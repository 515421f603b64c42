//! Streaming session: connection lifecycle around the tick pipeline.
//!
//! ```text
//! Disconnected -> Connecting -> Subscribed -> Streaming
//!                     ^                          |
//!                     +------- Backoff <---------+ (error)
//! any state -> Stopped (stop request)
//! ```

use crate::error::{AppError, AppResult};
use crate::event::EngineEvent;
use crate::pipeline::TickPipeline;
use crate::state::EngineState;
use parking_lot::RwLock;
use rust_decimal::Decimal;
use std::sync::Arc;
use std::time::Instant;
use tokio::sync::broadcast;
use tokio::task::JoinHandle;
use tokio_util::sync::CancellationToken;
use tracing::{debug, info, warn, Instrument};
use uuid::Uuid;
use veloz_telemetry::{LatencyTracker, Metrics};
use veloz_ws::{ConnectionConfig, ConnectionManager, ConnectionState, FeedStream, Received, WsError};

/// Per-session settings.
#[derive(Debug, Clone)]
pub struct SessionConfig {
    pub connection: ConnectionConfig,
    /// Order notional in quote currency.
    pub notional: Decimal,
    pub volatility: f64,
    /// Accepted ticks between latency reports.
    pub report_every: u64,
    /// Broadcast channel capacity.
    pub event_capacity: usize,
}

/// A session that has not started yet. Subscribe before [`Session::spawn`]
/// to observe every event.
pub struct Session {
    id: Uuid,
    manager: ConnectionManager,
    pipeline: TickPipeline,
    events: broadcast::Sender<EngineEvent>,
    token: CancellationToken,
}

impl Session {
    pub fn new(state: Arc<EngineState>, config: SessionConfig) -> AppResult<Self> {
        let (events, _) = broadcast::channel(config.event_capacity.max(1));
        let token = CancellationToken::new();
        let tracker = LatencyTracker::new(config.report_every)?;

        Ok(Self {
            id: Uuid::new_v4(),
            manager: ConnectionManager::new(config.connection, token.clone()),
            pipeline: TickPipeline::new(
                state,
                tracker,
                events.clone(),
                config.notional,
                config.volatility,
            ),
            events,
            token,
        })
    }

    pub fn id(&self) -> Uuid {
        self.id
    }

    pub fn subscribe(&self) -> broadcast::Receiver<EngineEvent> {
        self.events.subscribe()
    }

    /// Start the session task.
    pub fn spawn(self) -> SessionHandle {
        let handle_state = self.manager.state_handle();
        let span = tracing::info_span!(
            "session",
            id = %self.id,
            inst_id = %self.manager.config().subscription.inst_id
        );

        let id = self.id;
        let events = self.events.clone();
        let token = self.token.clone();
        let task = tokio::spawn(self.run().instrument(span));

        SessionHandle {
            id,
            token,
            state: handle_state,
            events,
            task,
        }
    }

    async fn run(mut self) {
        info!("Session started");
        let mut connected = false;

        loop {
            publish_state(&self.manager);

            match self.manager.open().await {
                Ok(mut stream) => {
                    connected = true;
                    self.emit_connectivity(true);
                    publish_state(&self.manager);

                    match self.stream(&mut stream).await {
                        Ok(()) => break,
                        Err(e) => {
                            warn!(error = %e, "Stream failed");
                            connected = false;
                            self.emit_connectivity(false);
                            Metrics::ws_reconnect(failure_reason(&e));
                        }
                    }
                }
                Err(WsError::Shutdown) => break,
                Err(e) => {
                    warn!(error = %e, "Connect failed");
                    self.emit_connectivity(false);
                    Metrics::ws_reconnect(failure_reason(&e));
                }
            }

            publish_label(ConnectionState::Backoff);
            if !self.manager.backoff().await {
                break;
            }
        }

        if connected {
            self.emit_connectivity(false);
        }
        self.manager.mark_stopped();
        publish_state(&self.manager);
        info!("Session stopped");
    }

    /// Pump pushes through the pipeline until shutdown (`Ok`) or failure.
    async fn stream(&mut self, stream: &mut FeedStream) -> Result<(), WsError> {
        let mut published = self.manager.state();
        loop {
            let received = stream.recv().await?;
            let received_at = Instant::now();

            let current = self.manager.state();
            if current != published {
                published = current;
                publish_label(current);
            }

            match received {
                Received::Push { message, waited } => {
                    self.pipeline.on_push(&message, received_at, waited).await;
                }
                Received::Idle => {
                    debug!("No new data within receive timeout");
                }
                Received::Shutdown => return Ok(()),
            }
        }
    }

    fn emit_connectivity(&self, connected: bool) {
        if connected {
            Metrics::ws_connected();
        } else {
            Metrics::ws_disconnected();
        }
        let _ = self.events.send(EngineEvent::connectivity(connected));
    }
}

fn publish_state(manager: &ConnectionManager) {
    publish_label(manager.state());
}

fn publish_label(state: ConnectionState) {
    let all = ConnectionState::ALL.map(|s| s.as_str());
    Metrics::ws_state_set(state.as_str(), &all);
}

fn failure_reason(e: &WsError) -> &'static str {
    match e {
        WsError::ConnectionFailed(_) => "connect_failed",
        WsError::ConnectionClosed { .. } => "closed",
        WsError::SubscriptionError(_) => "subscription_error",
        WsError::ParseError(_) | WsError::Json(_) => "parse_error",
        WsError::Tungstenite(_) => "transport",
        WsError::Shutdown => "shutdown",
    }
}

/// Control handle for a running session.
pub struct SessionHandle {
    id: Uuid,
    token: CancellationToken,
    state: Arc<RwLock<ConnectionState>>,
    events: broadcast::Sender<EngineEvent>,
    task: JoinHandle<()>,
}

impl SessionHandle {
    pub fn id(&self) -> Uuid {
        self.id
    }

    /// Request a stop. Observed within one receive timeout.
    pub fn stop(&self) {
        info!(id = %self.id, "Session stop requested");
        self.token.cancel();
    }

    pub fn state(&self) -> ConnectionState {
        *self.state.read()
    }

    pub fn subscribe(&self) -> broadcast::Receiver<EngineEvent> {
        self.events.subscribe()
    }

    /// Wait for the session task to finish.
    pub async fn join(self) -> AppResult<()> {
        self.task
            .await
            .map_err(|e| AppError::Join(e.to_string()))
    }
}

#[cfg(test)]
mod tests {
    use super::*;
    use crate::test_support::{engine_state, StaticVolume};
    use rust_decimal_macros::dec;
    use std::time::Duration;
    use veloz_impact::ImpactModelConfig;
    use veloz_ws::SubscriptionTarget;

    fn unreachable_config(reconnect_delay_ms: u64) -> SessionConfig {
        SessionConfig {
            connection: ConnectionConfig {
                url: "ws://127.0.0.1:1".to_string(),
                reconnect_delay_ms,
                recv_timeout_ms: 500,
                subscription: SubscriptionTarget {
                    channel: "books".to_string(),
                    inst_id: "BTC-USDT".to_string(),
                },
            },
            notional: dec!(1000),
            volatility: 0.5,
            report_every: 100,
            event_capacity: 16,
        }
    }

    #[tokio::test]
    async fn test_stop_during_backoff() {
        let state = engine_state(ImpactModelConfig::default(), StaticVolume::ok(1.0));
        let session = Session::new(state, unreachable_config(60_000)).unwrap();
        let mut rx = session.subscribe();
        let handle = session.spawn();

        match tokio::time::timeout(Duration::from_secs(5), rx.recv()).await {
            Ok(Ok(EngineEvent::Connectivity { connected, .. })) => assert!(!connected),
            other => panic!("Expected disconnected event, got {other:?}"),
        }

        handle.stop();
        let state = handle.state.clone();
        tokio::time::timeout(Duration::from_secs(2), handle.join())
            .await
            .expect("stop observed promptly")
            .unwrap();
        assert_eq!(*state.read(), ConnectionState::Stopped);
    }

    #[tokio::test]
    async fn test_zero_report_cadence_rejected() {
        let state = engine_state(ImpactModelConfig::default(), StaticVolume::ok(1.0));
        let mut config = unreachable_config(100);
        config.report_every = 0;
        assert!(Session::new(state, config).is_err());
    }

    #[tokio::test]
    async fn test_handle_ids_unique() {
        let state = engine_state(ImpactModelConfig::default(), StaticVolume::ok(1.0));
        let a = Session::new(state.clone(), unreachable_config(100)).unwrap();
        let b = Session::new(state, unreachable_config(100)).unwrap();
        assert_ne!(a.id(), b.id());
    }
}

• _WHAT YOU WILL DO_
Give back the data above word for word.

• _RESULT_
repository 515421f603b64c42
//! Streaming session: connection lifecycle around the tick pipeline.
//!
//! ```text
//! Disconnected -> Connecting -> Subscribed -> Streaming
//!                     ^                          |
//!                     +------- Backoff <---------+ (error)
//! any state -> Stopped (stop request)
//! ```

use crate::error::{AppError, AppResult};
use crate::event::EngineEvent;
use crate::pipeline::TickPipeline;
use crate::state::EngineState;
use parking_lot::RwLock;
use rust_decimal::Decimal;
use std::sync::Arc;
use std::time::Instant;
use tokio::sync::broadcast;
use tokio::task::JoinHandle;
use tokio_util::sync::CancellationToken;
use tracing::{debug, info, warn, Instrument};
use uuid::Uuid;
use veloz_telemetry::{LatencyTracker, Metrics};
use veloz_ws::{ConnectionConfig, ConnectionManager, ConnectionState, FeedStream, Received, WsError};

/// Per-session settings.
#[derive(Debug, Clone)]
pub struct SessionConfig {
    pub connection: ConnectionConfig,
    /// Order notional in quote currency.
    pub notional: Decimal,
    pub volatility: f64,
    /// Accepted ticks between latency reports.
    pub report_every: u64,
    /// Broadcast channel capacity.
    pub event_capacity: usize,
}

/// A session that has not started yet. Subscribe before [`Session::spawn`]
/// to observe every event.
pub struct Session {
    id: Uuid,
    manager: ConnectionManager,
    pipeline: TickPipeline,
    events: broadcast::Sender<EngineEvent>,
    token: CancellationToken,
}

impl Session {
    pub fn new(state: Arc<EngineState>, config: SessionConfig) -> AppResult<Self> {
        let (events, _) = broadcast::channel(config.event_capacity.max(1));
        let token = CancellationToken::new();
        let tracker = LatencyTracker::new(config.report_every)?;

        Ok(Self {
            id: Uuid::new_v4(),
            manager: ConnectionManager::new(config.connection, token.clone()),
            pipeline: TickPipeline::new(
                state,
                tracker,
                events.clone(),
                config.notional,
                config.volatility,
            ),
            events,
            token,
        })
    }

    pub fn id(&self) -> Uuid {
        self.id
    }

    pub fn subscribe(&self) -> broadcast::Receiver<EngineEvent> {
        self.events.subscribe()
    }

    /// Start the session task.
    pub fn spawn(self) -> SessionHandle {
        let handle_state = self.manager.state_handle();
        let span = tracing::info_span!(
            "session",
            id = %self.id,
            inst_id = %self.manager.config().subscription.inst_id
        );

        let id = self.id;
        let events = self.events.clone();
        let token = self.token.clone();
        let task = tokio::spawn(self.run().instrument(span));

        SessionHandle {
            id,
            token,
            state: handle_state,
            events,
            task,
        }
    }

    async fn run(mut self) {
        info!("Session started");
        let mut connected = false;

        loop {
            publish_state(&self.manager);

            match self.manager.open().await {
                Ok(mut stream) => {
                    connected = true;
                    self.emit_connectivity(true);
                    publish_state(&self.manager);

                    match self.stream(&mut stream).await {
                        Ok(()) => break,
                        Err(e) => {
                            warn!(error = %e, "Stream failed");
                            connected = false;
                            self.emit_connectivity(false);
                            Metrics::ws_reconnect(failure_reason(&e));
                        }
                    }
                }
                Err(WsError::Shutdown) => break,
                Err(e) => {
                    warn!(error = %e, "Connect failed");
                    self.emit_connectivity(false);
                    Metrics::ws_reconnect(failure_reason(&e));
                }
            }

            publish_label(ConnectionState::Backoff);
            if !self.manager.backoff().await {
                break;
            }
        }

        if connected {
            self.emit_connectivity(false);
        }
        self.manager.mark_stopped();
        publish_state(&self.manager);
        info!("Session stopped");
    }

    /// Pump pushes through the pipeline until shutdown (`Ok`) or failure.
    async fn stream(&mut self, stream: &mut FeedStream) -> Result<(), WsError> {
        let mut published = self.manager.state();
        loop {
            let received = stream.recv().await?;
            let received_at = Instant::now();

            let current = self.manager.state();
            if current != published {
                published = current;
                publish_label(current);
            }

            match received {
                Received::Push { message, waited } => {
                    self.pipeline.on_push(&message, received_at, waited).await;
                }
                Received::Idle => {
                    debug!("No new data within receive timeout");
                }
                Received::Shutdown => return Ok(()),
            }
        }
    }

    fn emit_connectivity(&self, connected: bool) {
        if connected {
            Metrics::ws_connected();
        } else {
            Metrics::ws_disconnected();
        }
        let _ = self.events.send(EngineEvent::connectivity(connected));
    }
}

fn publish_state(manager: &ConnectionManager) {
    publish_label(manager.state());
}

fn publish_label(state: ConnectionState) {
    let all = ConnectionState::ALL.map(|s| s.as_str());
    Metrics::ws_state_set(state.as_str(), &all);
}

fn failure_reason(e: &WsError) -> &'static str {
    match e {
        WsError::ConnectionFailed(_) => "connect_failed",
        WsError::ConnectionClosed { .. } => "closed",
        WsError::SubscriptionError(_) => "subscription_error",
        WsError::ParseError(_) | WsError::Json(_) => "parse_error",
        WsError::Tungstenite(_) => "transport",
        WsError::Shutdown => "shutdown",
    }
}

/// Control handle for a running session.
pub struct SessionHandle {
    id: Uuid,
    token: CancellationToken,
    state: Arc<RwLock<ConnectionState>>,
    events: broadcast::Sender<EngineEvent>,
    task: JoinHandle<()>,
}

impl SessionHandle {
    pub fn id(&self) -> Uuid {
        self.id
    }

    /// Request a stop. Observed within one receive timeout.
    pub fn stop(&self) {
        info!(id = %self.id, "Session stop requested");
        self.token.cancel();
    }

    pub fn state(&self) -> ConnectionState {
        *self.state.read()
    }

    pub fn subscribe(&self) -> broadcast::Receiver<EngineEvent> {
        self.events.subscribe()
    }

    /// Wait for the session task to finish.
    pub async fn join(self) -> AppResult<()> {
        self.task
            .await
            .map_err(|e| AppError::Join(e.to_string()))
    }
}

#[cfg(test)]
mod tests {
    use super::*;
    use crate::test_support::{engine_state, StaticVolume};
    use rust_decimal_macros::dec;
    use std::time::Duration;
    use veloz_impact::ImpactModelConfig;
    use veloz_ws::SubscriptionTarget;

    fn unreachable_config(reconnect_delay_ms: u64) -> SessionConfig {
        SessionConfig {
            connection: ConnectionConfig {
                url: "ws://127.0.0.1:1".to_string(),
                reconnect_delay_ms,
                recv_timeout_ms: 500,
                subscription: SubscriptionTarget {
                    channel: "books".to_string(),
                    inst_id: "BTC-USDT".to_string(),
                },
            },
            notional: dec!(1000),
            volatility: 0.5,
            report_every: 100,
            event_capacity: 16,
        }
    }

    #[tokio::test]
    async fn test_stop_during_backoff() {
        let state = engine_state(ImpactModelConfig::default(), StaticVolume::ok(1.0));
        let session = Session::new(state, unreachable_config(60_000)).unwrap();
        let mut rx = session.subscribe();
        let handle = session.spawn();

        match tokio::time::timeout(Duration::from_secs(5), rx.recv()).await {
            Ok(Ok(EngineEvent::Connectivity { connected, .. })) => assert!(!connected),
            other => panic!("Expected disconnected event, got {other:?}"),
        }

        handle.stop();
        let state = handle.state.clone();
        tokio::time::timeout(Duration::from_secs(2), handle.join())
            .await
            .expect("stop observed promptly")
            .unwrap();
        assert_eq!(*state.read(), ConnectionState::Stopped);
    }

    #[tokio::test]
    async fn test_zero_report_cadence_rejected() {
        let state = engine_state(ImpactModelConfig::default(), StaticVolume::ok(1.0));
        let mut config = unreachable_config(100);
        config.report_every = 0;
        assert!(Session::new(state, config).is_err());
    }

    #[tokio::test]
    async fn test_handle_ids_unique() {
        let state = engine_state(ImpactModelConfig::default(), StaticVolume::ok(1.0));
        let a = Session::new(state.clone(), unreachable_config(100)).unwrap();
        let b = Session::new(state, unreachable_config(100)).unwrap();
        assert_ne!(a.id(), b.id());
    }
}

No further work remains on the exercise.